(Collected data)

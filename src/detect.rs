//! Input format detection
//!
//! Raw input is tried as text first and as protobuf binary second. Binary data
//! that happens to be valid UTF-8 JSON of the right shape would be read as
//! text; in practice wire bytes almost never parse as JSON.

use tracing::debug;

use crate::codec;
use crate::error::Result;
use crate::message::DynamicMessage;
use crate::payload;
use crate::schema::MessageDescriptor;

/// Parse text or binary input as `desc`.
///
/// When the text attempt fails for any reason the binary decode runs, and
/// its error is the one reported.
pub fn parse_any(
    raw: &[u8],
    desc: &MessageDescriptor,
    internal: Option<&MessageDescriptor>,
) -> Result<DynamicMessage> {
    match std::str::from_utf8(raw) {
        Ok(text) => match payload::parse_text(text, desc, internal) {
            Ok(message) => {
                debug!("Read input as text ({})", desc.full_name());
                return Ok(message);
            }
            Err(e) => debug!("Input is not text: {}", e),
        },
        Err(e) => debug!("Input is not UTF-8: {}", e),
    }

    let message = codec::decode_binary(raw, desc)?;
    debug!("Read input as binary ({})", desc.full_name());
    Ok(message)
}

#[cfg(test)]
mod tests {
    use super::*;
    use crate::error::ProtopadError;
    use crate::message::Value;
    use crate::test_utils::fixture_registry;

    #[test]
    fn test_text_input() {
        let desc = fixture_registry().resolve("TestMessage").unwrap();
        let message = parse_any(br#"{"text": "hi"}"#, &desc, None).unwrap();
        assert_eq!(message.get_by_name("text"), Some(&Value::String("hi".to_string())));
    }

    #[test]
    fn test_non_utf8_falls_back_to_binary() {
        let desc = fixture_registry().resolve("Outer").unwrap();
        let raw = [0x0a, 0x02, 0xff, 0xfe];
        let message = parse_any(&raw, &desc, None).unwrap();
        assert_eq!(message.get_by_name("inner"), Some(&Value::Bytes(vec![0xff, 0xfe])));
    }

    #[test]
    fn test_utf8_binary_falls_back() {
        let desc = fixture_registry().resolve("TestMessage").unwrap();
        let raw = b"\x0a\x02hi";
        let message = parse_any(raw, &desc, None).unwrap();
        assert_eq!(message.get_by_name("text"), Some(&Value::String("hi".to_string())));
    }

    #[test]
    fn test_binary_error_is_reported() {
        let desc = fixture_registry().resolve("TestMessage").unwrap();
        match parse_any(b"{ broken", &desc, None) {
            Err(ProtopadError::BinaryDecode { type_name, .. }) => {
                assert_eq!(type_name, "testdata.TestMessage")
            }
            other => panic!("Expected BinaryDecode, got {:?}", other),
        }
    }
}
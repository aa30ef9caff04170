//! protopad CLI
//!
//! Create, inspect and edit protobuf messages from the terminal.

use std::fs;
use std::io::{self, IsTerminal, Read, Write};
use std::path::{Path, PathBuf};

use anyhow::{bail, Context};
use clap::{Args, Parser, Subcommand};
use protopad::compiler::ProtocCompiler;
use protopad::editor::Editor;
use protopad::{
    build_template, parse_any, parse_text, render_text, MessageDescriptor, ProtopadConfig,
    SchemaRegistry,
};
use tracing::{debug, info};
use tracing_subscriber::EnvFilter;

#[derive(Parser)]
#[command(name = "protopad", version)]
#[command(about = "Create protobuf files from the terminal")]
struct Cli {
    /// Enable verbose logging
    #[arg(short, long, global = true)]
    verbose: bool,

    /// Config file to use instead of the default one
    #[arg(long, global = true)]
    config: Option<PathBuf>,

    #[command(subcommand)]
    command: Commands,
}

#[derive(Args)]
struct TypeArgs {
    /// The protobuf message type, optionally prefixed (`prefix.TypeName`)
    #[arg(short = 't', long = "type")]
    type_name: String,

    /// The message type held by `bytes` fields, if any
    #[arg(short = 'i', long = "internal-type")]
    internal_type: Option<String>,
}

#[derive(Subcommand)]
enum Commands {
    /// Read a JSON or protobuf message and output JSON
    Json {
        /// The file to read, or stdin if not specified
        file: Option<PathBuf>,

        /// A file to write to, or stdout if not specified
        #[arg(short, long)]
        output: Option<PathBuf>,

        #[command(flatten)]
        types: TypeArgs,
    },

    /// Read a JSON or protobuf message and output protobuf
    Proto {
        /// The file to read, or stdin if not specified
        file: Option<PathBuf>,

        /// A file to write to, or stdout if not specified
        #[arg(short, long)]
        output: Option<PathBuf>,

        #[command(flatten)]
        types: TypeArgs,
    },

    /// Create or edit a protobuf message in an editor
    Edit {
        /// An input file to start from, or a template message if not specified
        #[arg(conflicts_with_all = ["empty", "recent"])]
        file: Option<PathBuf>,

        /// Start from a completely empty message instead of the template
        #[arg(short, long, conflicts_with = "recent")]
        empty: bool,

        /// Start from the most recent edit
        #[arg(long)]
        recent: bool,

        /// The file to write to
        #[arg(short, long)]
        output: PathBuf,

        #[command(flatten)]
        types: TypeArgs,

        /// The editor command to use
        #[arg(long)]
        editor: Option<String>,
    },

    /// Register a folder of protobuf definitions
    Register {
        /// Path to a folder (searched recursively) or file of definitions
        #[arg(required_unless_present_any = ["list", "recompile"])]
        path: Option<PathBuf>,

        /// Un-register this path
        #[arg(short, long, requires = "path")]
        remove: bool,

        /// List the paths that are currently registered
        #[arg(short, long, conflicts_with_all = ["path", "recompile"])]
        list: bool,

        /// Recompile registered definitions (this happens automatically when registering)
        #[arg(short = 'c', long, conflicts_with = "path")]
        recompile: bool,
    },

    /// List every message type that can be used with --type
    Types {
        /// Only show types containing this text
        filter: Option<String>,
    },
}

fn main() {
    let cli = Cli::parse();

    let default_level = if cli.verbose { "warn,protopad=debug" } else { "warn" };
    tracing_subscriber::fmt()
        .with_env_filter(
            EnvFilter::try_from_default_env().unwrap_or_else(|_| EnvFilter::new(default_level)),
        )
        .with_writer(io::stderr)
        .init();

    if let Err(e) = run(cli) {
        eprintln!("protopad: {:#}", e);
        std::process::exit(1);
    }
}

fn run(cli: Cli) -> anyhow::Result<()> {
    let mut config = ProtopadConfig::load_from(cli.config.as_deref())
        .context("Failed to load configuration")?;
    let config_path = cli.config.clone().or_else(ProtopadConfig::default_path);

    match cli.command {
        Commands::Json { file, output, types } => {
            let (desc, internal) = resolve_types(&config, &types)?;
            let raw = read_input(file.as_deref())?;
            let message = parse_any(&raw, &desc, internal.as_ref())?;
            let mut text = render_text(&message, internal.as_ref(), false)?;
            text.push('\n');
            write_output(output.as_deref(), text.as_bytes())?;
        }

        Commands::Proto { file, output, types } => {
            let (desc, internal) = resolve_types(&config, &types)?;
            let raw = read_input(file.as_deref())?;
            let message = parse_any(&raw, &desc, internal.as_ref())?;
            write_output(output.as_deref(), &protopad::encode_binary(&message))?;
        }

        Commands::Edit {
            file,
            empty,
            recent,
            output,
            types,
            editor,
        } => {
            if !(io::stdin().is_terminal() && io::stdout().is_terminal()) {
                bail!(
                    "Cannot use terminal pipes with the edit command.\n\
                     Use the `file` and `--output` parameters instead."
                );
            }

            let (desc, internal) = resolve_types(&config, &types)?;
            let editor = Editor::resolve(
                editor.as_deref(),
                config.editor.command.as_deref(),
                config.scratch_file(),
            )?;

            let seed = if recent { Some(editor.scratch().to_path_buf()) } else { file };
            let base = match seed {
                Some(path) => parse_any(&read_input(Some(&path))?, &desc, internal.as_ref())?,
                None => build_template(&desc, empty),
            };
            let text = render_text(&base, internal.as_ref(), true)?;

            info!("Launching editor... (quit editor when finished)");
            let edited = editor.edit(&text)?;
            debug!("Editor done");

            let message = parse_text(&edited, &desc, internal.as_ref()).with_context(|| {
                format!("Your edit is kept in {}", editor.scratch().display())
            })?;
            write_output(Some(&output), &protopad::encode_binary(&message))?;
        }

        Commands::Register {
            path,
            remove,
            list,
            recompile,
        } => {
            if list {
                for path in &config.registry.paths {
                    println!("{}", path.display());
                }
                return Ok(());
            }

            if let Some(path) = path {
                if remove {
                    config.unregister(&path)?;
                } else if !config.register(&path) {
                    info!("{} is already registered", path.display());
                }
                let config_path = config_path
                    .context("Could not determine where to store the configuration")?;
                config
                    .save(&config_path)
                    .with_context(|| format!("Failed to save {}", config_path.display()))?;
            } else if !recompile {
                bail!("Nothing to do: pass a path, --list or --recompile");
            }

            let compiler = ProtocCompiler::new(config.registry.protoc.clone(), config.compiled_dir());
            let manifest = compiler.compile_all(&config.registry.paths)?;
            info!("Compiled {} module(s)", manifest.modules.len());
        }

        Commands::Types { filter } => {
            let registry = SchemaRegistry::load(&config.compiled_dir());
            let mut names: Vec<String> = registry
                .message_types()
                .iter()
                .map(|desc| desc.qualified_name())
                .filter(|name| filter.as_deref().map_or(true, |f| name.contains(f)))
                .collect();
            names.sort();
            for name in names {
                println!("{}", name);
            }
        }
    }

    Ok(())
}

fn resolve_types(
    config: &ProtopadConfig,
    types: &TypeArgs,
) -> anyhow::Result<(MessageDescriptor, Option<MessageDescriptor>)> {
    let registry = SchemaRegistry::load(&config.compiled_dir());
    let desc = registry.resolve(&types.type_name)?;
    let internal = types
        .internal_type
        .as_deref()
        .map(|name| registry.resolve(name))
        .transpose()?;
    Ok((desc, internal))
}

fn read_input(file: Option<&Path>) -> anyhow::Result<Vec<u8>> {
    match file {
        Some(path) => fs::read(path).with_context(|| format!("Failed to read {}", path.display())),
        None => {
            let mut raw = Vec::new();
            io::stdin()
                .read_to_end(&mut raw)
                .context("Failed to read stdin")?;
            Ok(raw)
        }
    }
}

fn write_output(file: Option<&Path>, data: &[u8]) -> anyhow::Result<()> {
    match file {
        Some(path) => {
            fs::write(path, data).with_context(|| format!("Failed to write {}", path.display()))
        }
        None => {
            let mut stdout = io::stdout().lock();
            stdout.write_all(data)?;
            stdout.flush()?;
            Ok(())
        }
    }
}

BRIEF
Scan the entries above and return each line that holds "global".

ANSWER SECTION
    #[arg(short, long, global = true)]
    #[arg(long, global = true)]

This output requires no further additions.